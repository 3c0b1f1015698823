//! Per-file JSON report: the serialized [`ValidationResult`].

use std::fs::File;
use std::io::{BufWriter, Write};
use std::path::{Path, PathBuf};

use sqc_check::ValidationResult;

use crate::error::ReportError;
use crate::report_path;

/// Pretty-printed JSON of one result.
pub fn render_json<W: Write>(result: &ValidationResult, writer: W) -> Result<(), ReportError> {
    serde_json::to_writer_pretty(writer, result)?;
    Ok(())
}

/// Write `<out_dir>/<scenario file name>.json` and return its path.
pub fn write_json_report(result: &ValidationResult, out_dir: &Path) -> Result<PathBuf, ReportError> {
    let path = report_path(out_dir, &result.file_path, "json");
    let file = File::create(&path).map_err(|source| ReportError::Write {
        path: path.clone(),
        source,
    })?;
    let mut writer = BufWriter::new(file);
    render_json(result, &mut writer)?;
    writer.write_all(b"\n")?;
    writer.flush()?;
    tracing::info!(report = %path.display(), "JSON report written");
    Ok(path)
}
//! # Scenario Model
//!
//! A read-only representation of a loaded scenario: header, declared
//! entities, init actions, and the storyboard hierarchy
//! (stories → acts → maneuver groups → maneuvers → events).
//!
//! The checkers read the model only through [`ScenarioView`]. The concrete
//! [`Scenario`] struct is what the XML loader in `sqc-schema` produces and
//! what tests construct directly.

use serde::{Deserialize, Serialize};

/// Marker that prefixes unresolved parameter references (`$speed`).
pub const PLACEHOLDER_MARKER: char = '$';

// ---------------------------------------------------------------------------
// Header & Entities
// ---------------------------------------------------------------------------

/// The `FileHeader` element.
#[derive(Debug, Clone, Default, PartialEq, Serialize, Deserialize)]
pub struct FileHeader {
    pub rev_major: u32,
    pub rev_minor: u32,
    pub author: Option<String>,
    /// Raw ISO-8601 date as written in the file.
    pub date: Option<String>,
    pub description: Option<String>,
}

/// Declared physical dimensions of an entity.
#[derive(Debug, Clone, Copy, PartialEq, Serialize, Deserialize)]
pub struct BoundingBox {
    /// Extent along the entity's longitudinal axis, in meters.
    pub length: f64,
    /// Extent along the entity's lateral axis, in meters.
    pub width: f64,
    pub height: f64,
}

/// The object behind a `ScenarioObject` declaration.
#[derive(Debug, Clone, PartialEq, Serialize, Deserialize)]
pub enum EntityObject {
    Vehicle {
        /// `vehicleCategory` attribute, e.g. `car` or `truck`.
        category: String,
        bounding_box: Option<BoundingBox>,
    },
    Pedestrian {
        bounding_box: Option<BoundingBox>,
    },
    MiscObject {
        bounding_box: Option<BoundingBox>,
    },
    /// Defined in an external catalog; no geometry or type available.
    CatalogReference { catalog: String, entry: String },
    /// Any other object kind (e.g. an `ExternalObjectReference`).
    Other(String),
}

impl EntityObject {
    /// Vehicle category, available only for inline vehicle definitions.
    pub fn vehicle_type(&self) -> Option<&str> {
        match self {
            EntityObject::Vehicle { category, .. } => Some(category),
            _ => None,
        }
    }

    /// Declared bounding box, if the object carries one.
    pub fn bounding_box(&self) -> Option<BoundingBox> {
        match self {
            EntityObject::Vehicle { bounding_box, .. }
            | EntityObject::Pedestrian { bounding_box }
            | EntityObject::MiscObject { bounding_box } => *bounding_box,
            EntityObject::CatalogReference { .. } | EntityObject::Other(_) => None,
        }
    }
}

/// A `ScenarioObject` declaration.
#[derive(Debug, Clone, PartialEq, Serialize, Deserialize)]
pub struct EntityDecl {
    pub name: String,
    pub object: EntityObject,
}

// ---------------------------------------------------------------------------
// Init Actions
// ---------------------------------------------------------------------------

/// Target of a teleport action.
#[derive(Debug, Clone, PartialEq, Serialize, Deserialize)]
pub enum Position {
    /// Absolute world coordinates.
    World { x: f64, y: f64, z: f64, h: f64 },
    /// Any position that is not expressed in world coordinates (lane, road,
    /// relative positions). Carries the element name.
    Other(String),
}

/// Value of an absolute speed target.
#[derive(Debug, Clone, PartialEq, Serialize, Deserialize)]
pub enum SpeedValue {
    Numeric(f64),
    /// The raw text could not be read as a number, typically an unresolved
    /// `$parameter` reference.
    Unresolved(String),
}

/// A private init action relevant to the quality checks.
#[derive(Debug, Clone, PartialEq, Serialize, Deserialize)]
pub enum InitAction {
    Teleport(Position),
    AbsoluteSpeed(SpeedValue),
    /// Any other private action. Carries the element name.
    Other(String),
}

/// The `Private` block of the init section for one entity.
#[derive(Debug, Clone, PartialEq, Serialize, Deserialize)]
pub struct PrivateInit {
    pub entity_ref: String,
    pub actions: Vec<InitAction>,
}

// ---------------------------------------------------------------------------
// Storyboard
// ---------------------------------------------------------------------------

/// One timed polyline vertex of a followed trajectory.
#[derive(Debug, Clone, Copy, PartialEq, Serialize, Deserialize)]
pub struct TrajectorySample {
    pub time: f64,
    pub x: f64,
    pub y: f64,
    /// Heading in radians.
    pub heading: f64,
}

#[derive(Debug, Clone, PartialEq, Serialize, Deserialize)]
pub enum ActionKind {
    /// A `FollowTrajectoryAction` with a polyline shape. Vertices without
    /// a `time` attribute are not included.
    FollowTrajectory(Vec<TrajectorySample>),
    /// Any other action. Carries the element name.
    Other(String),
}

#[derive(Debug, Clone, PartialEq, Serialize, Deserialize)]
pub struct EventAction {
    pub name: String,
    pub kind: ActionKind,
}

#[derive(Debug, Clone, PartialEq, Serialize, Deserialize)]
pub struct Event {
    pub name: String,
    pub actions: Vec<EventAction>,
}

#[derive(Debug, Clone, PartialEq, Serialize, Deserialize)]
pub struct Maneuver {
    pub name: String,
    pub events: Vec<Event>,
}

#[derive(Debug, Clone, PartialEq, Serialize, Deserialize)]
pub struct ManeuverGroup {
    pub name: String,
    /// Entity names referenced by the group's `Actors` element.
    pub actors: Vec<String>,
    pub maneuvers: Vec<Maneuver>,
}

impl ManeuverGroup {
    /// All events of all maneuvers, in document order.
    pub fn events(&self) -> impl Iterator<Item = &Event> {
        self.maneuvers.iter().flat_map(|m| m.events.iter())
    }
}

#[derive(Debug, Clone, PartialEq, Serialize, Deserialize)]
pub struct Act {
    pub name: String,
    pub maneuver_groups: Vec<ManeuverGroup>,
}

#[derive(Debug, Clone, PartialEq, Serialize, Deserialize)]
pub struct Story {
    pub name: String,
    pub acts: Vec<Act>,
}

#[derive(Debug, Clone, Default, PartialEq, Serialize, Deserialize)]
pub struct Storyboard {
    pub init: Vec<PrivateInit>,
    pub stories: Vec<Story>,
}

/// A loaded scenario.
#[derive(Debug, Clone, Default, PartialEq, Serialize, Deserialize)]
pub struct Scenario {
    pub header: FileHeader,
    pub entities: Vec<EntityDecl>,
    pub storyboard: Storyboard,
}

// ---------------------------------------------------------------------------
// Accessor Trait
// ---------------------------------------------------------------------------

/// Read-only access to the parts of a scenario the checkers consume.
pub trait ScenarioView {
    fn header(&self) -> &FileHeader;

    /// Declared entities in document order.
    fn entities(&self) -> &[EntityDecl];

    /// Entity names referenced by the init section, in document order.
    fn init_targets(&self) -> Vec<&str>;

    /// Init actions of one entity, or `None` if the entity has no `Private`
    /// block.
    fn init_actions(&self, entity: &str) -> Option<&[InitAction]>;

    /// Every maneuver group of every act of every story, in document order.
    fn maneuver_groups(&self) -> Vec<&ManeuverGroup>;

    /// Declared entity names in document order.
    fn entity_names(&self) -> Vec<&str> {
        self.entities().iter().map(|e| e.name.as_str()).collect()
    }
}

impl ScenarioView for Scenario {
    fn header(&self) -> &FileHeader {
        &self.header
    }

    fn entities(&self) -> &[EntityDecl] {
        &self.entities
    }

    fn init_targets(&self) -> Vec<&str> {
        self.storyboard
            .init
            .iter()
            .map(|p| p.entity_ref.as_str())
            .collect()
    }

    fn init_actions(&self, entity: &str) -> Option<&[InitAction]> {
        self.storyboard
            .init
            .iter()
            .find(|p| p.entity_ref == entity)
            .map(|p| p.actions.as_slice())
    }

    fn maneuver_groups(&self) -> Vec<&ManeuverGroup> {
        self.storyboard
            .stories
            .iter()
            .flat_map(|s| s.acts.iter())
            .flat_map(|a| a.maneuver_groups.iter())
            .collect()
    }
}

○ ○ ○ ○ ○

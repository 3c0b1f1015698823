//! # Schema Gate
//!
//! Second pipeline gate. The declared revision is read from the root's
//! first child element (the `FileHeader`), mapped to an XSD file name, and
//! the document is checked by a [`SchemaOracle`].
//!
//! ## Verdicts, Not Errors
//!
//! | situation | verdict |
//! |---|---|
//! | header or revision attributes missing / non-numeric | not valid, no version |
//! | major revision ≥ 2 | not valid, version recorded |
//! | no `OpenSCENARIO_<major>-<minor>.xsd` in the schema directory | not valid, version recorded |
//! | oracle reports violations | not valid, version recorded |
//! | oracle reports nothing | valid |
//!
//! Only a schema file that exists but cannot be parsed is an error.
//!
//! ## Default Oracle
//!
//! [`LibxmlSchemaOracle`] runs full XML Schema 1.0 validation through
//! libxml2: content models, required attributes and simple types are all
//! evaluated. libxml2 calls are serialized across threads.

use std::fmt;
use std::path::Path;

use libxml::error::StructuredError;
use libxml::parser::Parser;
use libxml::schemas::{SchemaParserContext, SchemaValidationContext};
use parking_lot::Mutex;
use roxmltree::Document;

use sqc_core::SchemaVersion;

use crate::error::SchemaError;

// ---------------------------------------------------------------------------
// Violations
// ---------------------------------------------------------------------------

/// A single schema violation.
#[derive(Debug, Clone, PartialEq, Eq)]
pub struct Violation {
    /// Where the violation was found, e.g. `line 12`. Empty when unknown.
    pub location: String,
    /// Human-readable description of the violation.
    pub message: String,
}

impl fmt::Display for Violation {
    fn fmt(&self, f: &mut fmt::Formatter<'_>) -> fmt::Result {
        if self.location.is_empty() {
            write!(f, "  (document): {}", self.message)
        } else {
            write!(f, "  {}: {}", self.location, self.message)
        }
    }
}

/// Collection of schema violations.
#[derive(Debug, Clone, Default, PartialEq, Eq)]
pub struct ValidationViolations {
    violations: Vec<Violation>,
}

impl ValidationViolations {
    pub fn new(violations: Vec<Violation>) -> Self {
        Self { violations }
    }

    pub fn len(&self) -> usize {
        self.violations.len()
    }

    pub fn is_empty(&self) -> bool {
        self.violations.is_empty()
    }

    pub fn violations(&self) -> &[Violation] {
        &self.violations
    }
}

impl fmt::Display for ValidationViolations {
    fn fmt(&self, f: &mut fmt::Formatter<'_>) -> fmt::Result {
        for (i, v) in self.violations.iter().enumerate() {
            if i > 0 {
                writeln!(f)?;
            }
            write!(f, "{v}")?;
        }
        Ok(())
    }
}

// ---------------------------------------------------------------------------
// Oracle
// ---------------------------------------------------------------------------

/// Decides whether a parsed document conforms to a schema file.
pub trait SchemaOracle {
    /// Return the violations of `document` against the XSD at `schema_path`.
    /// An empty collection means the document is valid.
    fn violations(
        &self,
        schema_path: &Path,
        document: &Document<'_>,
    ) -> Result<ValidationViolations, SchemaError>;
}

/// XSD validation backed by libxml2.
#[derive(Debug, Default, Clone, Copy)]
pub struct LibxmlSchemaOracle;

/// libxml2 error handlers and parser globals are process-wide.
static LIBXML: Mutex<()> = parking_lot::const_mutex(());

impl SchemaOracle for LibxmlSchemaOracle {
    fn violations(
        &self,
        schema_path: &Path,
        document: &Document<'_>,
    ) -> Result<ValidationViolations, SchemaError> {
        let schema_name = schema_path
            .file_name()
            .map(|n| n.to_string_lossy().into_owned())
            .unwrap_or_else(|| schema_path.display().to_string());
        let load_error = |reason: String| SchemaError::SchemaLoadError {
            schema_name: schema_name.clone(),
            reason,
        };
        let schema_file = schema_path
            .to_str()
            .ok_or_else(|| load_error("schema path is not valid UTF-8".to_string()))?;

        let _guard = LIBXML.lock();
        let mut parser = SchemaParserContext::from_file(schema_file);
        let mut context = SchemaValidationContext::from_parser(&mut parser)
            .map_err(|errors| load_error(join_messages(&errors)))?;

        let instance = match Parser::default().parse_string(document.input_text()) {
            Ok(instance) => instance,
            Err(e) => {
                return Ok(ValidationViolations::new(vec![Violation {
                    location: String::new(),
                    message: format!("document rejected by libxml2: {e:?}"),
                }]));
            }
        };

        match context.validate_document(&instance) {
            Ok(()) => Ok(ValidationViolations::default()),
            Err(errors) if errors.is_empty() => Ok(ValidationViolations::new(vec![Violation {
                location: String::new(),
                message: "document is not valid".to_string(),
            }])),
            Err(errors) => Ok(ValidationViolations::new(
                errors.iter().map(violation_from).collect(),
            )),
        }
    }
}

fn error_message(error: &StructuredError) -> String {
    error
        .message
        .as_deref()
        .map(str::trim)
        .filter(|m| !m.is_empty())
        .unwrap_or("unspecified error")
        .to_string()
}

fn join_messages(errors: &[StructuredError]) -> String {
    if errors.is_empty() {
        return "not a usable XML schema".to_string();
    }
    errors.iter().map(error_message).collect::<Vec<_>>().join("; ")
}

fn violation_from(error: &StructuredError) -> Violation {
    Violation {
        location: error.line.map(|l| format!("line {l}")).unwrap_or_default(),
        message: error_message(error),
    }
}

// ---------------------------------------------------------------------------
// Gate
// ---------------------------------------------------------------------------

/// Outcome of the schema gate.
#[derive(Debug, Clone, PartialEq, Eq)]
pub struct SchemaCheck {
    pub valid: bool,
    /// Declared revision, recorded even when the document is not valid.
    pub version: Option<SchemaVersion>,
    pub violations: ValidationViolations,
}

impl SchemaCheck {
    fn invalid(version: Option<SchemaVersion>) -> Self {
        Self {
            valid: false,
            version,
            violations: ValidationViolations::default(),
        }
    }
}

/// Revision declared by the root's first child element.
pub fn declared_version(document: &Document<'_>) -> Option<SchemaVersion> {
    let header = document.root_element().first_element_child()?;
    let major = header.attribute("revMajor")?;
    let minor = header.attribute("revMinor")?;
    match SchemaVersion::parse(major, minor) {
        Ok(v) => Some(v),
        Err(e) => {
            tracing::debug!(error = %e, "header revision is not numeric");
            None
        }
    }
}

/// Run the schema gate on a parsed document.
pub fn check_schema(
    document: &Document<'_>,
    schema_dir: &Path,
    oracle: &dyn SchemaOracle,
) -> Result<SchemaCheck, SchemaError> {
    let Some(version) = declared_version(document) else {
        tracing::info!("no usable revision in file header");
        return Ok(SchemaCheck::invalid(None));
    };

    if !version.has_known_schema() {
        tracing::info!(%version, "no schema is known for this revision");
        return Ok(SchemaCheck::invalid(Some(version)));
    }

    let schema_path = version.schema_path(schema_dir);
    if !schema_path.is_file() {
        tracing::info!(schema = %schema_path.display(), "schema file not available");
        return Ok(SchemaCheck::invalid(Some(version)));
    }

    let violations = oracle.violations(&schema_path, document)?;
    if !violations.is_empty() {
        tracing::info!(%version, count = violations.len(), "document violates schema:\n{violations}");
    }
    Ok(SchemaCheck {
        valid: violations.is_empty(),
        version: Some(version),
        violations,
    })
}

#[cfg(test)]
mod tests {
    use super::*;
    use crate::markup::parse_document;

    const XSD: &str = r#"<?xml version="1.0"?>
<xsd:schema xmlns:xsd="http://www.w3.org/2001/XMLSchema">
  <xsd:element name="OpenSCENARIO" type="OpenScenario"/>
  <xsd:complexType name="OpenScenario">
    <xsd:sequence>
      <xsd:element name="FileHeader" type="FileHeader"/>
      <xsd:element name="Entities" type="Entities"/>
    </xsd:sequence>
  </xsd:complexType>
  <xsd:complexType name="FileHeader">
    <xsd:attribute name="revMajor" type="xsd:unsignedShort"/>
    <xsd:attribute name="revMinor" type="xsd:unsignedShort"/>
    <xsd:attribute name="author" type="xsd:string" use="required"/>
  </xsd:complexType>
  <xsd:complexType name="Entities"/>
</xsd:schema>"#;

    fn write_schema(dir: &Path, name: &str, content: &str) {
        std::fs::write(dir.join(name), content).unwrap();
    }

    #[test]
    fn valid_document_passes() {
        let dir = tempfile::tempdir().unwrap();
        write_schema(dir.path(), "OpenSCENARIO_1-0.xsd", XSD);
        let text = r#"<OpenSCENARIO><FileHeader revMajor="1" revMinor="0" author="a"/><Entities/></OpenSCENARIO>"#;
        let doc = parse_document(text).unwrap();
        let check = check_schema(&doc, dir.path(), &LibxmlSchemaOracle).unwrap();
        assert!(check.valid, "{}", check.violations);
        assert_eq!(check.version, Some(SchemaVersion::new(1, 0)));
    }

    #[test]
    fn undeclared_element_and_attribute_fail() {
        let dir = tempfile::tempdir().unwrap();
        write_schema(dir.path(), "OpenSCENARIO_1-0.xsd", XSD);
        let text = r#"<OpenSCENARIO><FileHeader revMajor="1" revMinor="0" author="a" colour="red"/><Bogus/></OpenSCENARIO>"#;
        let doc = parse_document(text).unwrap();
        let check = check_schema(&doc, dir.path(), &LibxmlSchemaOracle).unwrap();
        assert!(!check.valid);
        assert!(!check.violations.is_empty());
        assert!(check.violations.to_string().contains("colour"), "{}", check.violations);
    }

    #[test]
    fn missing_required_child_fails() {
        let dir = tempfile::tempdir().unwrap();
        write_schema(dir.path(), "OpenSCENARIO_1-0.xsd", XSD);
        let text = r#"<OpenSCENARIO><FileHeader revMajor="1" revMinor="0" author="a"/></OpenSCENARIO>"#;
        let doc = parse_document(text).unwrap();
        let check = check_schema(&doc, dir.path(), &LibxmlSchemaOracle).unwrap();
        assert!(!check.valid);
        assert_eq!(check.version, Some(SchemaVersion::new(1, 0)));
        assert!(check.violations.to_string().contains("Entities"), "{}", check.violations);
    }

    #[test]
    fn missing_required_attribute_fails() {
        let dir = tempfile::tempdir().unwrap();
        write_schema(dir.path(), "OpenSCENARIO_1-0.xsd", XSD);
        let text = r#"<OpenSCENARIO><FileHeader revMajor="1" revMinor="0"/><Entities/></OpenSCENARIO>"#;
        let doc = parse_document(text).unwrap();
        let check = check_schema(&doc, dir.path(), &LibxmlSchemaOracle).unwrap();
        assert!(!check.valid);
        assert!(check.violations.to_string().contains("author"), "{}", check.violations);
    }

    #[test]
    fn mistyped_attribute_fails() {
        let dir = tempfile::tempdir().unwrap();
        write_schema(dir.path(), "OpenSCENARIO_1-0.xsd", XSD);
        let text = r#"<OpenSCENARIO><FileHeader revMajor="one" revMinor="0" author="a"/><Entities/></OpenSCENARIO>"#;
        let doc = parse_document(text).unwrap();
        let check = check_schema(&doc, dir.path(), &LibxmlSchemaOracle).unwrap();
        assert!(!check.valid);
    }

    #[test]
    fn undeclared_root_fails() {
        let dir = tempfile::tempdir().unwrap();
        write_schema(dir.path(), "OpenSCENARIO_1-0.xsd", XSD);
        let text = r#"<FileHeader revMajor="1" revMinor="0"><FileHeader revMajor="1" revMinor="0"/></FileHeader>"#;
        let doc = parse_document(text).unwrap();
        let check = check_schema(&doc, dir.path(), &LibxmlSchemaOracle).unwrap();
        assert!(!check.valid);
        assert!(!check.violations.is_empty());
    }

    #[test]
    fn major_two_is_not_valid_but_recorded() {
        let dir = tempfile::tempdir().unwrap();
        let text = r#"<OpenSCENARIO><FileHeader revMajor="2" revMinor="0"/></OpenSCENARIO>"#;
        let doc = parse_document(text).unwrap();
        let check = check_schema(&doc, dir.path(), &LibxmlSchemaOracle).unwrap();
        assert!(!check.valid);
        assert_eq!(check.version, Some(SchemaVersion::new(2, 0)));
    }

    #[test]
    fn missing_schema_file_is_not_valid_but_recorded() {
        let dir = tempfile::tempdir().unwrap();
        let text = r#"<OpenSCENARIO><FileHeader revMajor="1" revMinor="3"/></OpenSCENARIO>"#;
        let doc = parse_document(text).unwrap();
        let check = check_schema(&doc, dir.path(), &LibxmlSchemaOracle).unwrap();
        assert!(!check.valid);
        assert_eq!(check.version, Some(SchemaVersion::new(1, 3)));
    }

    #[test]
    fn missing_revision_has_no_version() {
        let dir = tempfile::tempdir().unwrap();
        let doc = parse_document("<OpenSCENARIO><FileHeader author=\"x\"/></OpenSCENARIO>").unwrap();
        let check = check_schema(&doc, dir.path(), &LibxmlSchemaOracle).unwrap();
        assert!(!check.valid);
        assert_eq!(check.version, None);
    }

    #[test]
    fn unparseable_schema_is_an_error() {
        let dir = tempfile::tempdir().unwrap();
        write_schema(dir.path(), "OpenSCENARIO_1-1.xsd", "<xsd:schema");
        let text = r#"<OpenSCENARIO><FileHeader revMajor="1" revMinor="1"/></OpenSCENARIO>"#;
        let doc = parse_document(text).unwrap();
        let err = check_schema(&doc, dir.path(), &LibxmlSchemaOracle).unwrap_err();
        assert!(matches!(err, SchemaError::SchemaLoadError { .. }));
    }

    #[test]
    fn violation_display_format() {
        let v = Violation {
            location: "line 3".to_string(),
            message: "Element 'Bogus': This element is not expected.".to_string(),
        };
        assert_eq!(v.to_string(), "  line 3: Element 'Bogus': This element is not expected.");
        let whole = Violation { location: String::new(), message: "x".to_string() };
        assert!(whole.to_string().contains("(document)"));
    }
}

○ ○ ○ ○ ○

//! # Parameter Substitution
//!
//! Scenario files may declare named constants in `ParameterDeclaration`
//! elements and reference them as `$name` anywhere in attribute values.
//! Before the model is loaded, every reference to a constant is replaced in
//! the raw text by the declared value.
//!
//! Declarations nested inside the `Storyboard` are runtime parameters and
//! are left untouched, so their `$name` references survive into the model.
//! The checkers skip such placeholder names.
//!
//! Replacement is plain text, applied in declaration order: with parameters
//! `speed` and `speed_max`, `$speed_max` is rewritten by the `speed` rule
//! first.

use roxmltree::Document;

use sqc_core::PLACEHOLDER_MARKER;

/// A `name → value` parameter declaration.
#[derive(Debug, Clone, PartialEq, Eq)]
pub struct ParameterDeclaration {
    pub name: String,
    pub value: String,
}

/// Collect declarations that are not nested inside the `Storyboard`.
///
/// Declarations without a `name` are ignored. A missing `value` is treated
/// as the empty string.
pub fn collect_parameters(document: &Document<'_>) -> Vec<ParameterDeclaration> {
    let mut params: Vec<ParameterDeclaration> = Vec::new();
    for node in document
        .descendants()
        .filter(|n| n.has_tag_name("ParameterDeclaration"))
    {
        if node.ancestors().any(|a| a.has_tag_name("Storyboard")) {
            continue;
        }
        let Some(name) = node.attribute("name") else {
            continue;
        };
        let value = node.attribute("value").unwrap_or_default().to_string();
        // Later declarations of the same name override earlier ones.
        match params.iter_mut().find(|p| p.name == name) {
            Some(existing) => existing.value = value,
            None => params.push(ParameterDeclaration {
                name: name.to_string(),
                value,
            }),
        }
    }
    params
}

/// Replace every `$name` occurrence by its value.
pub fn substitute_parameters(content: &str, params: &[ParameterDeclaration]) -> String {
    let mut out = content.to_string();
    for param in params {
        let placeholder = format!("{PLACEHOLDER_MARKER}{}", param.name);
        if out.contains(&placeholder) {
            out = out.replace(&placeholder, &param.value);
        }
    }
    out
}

○ ○ ○ ○ ○

# Exercise description:
Count how many lines of the data include the word "invalid". Your reply should be that number alone.

# Final answer:
4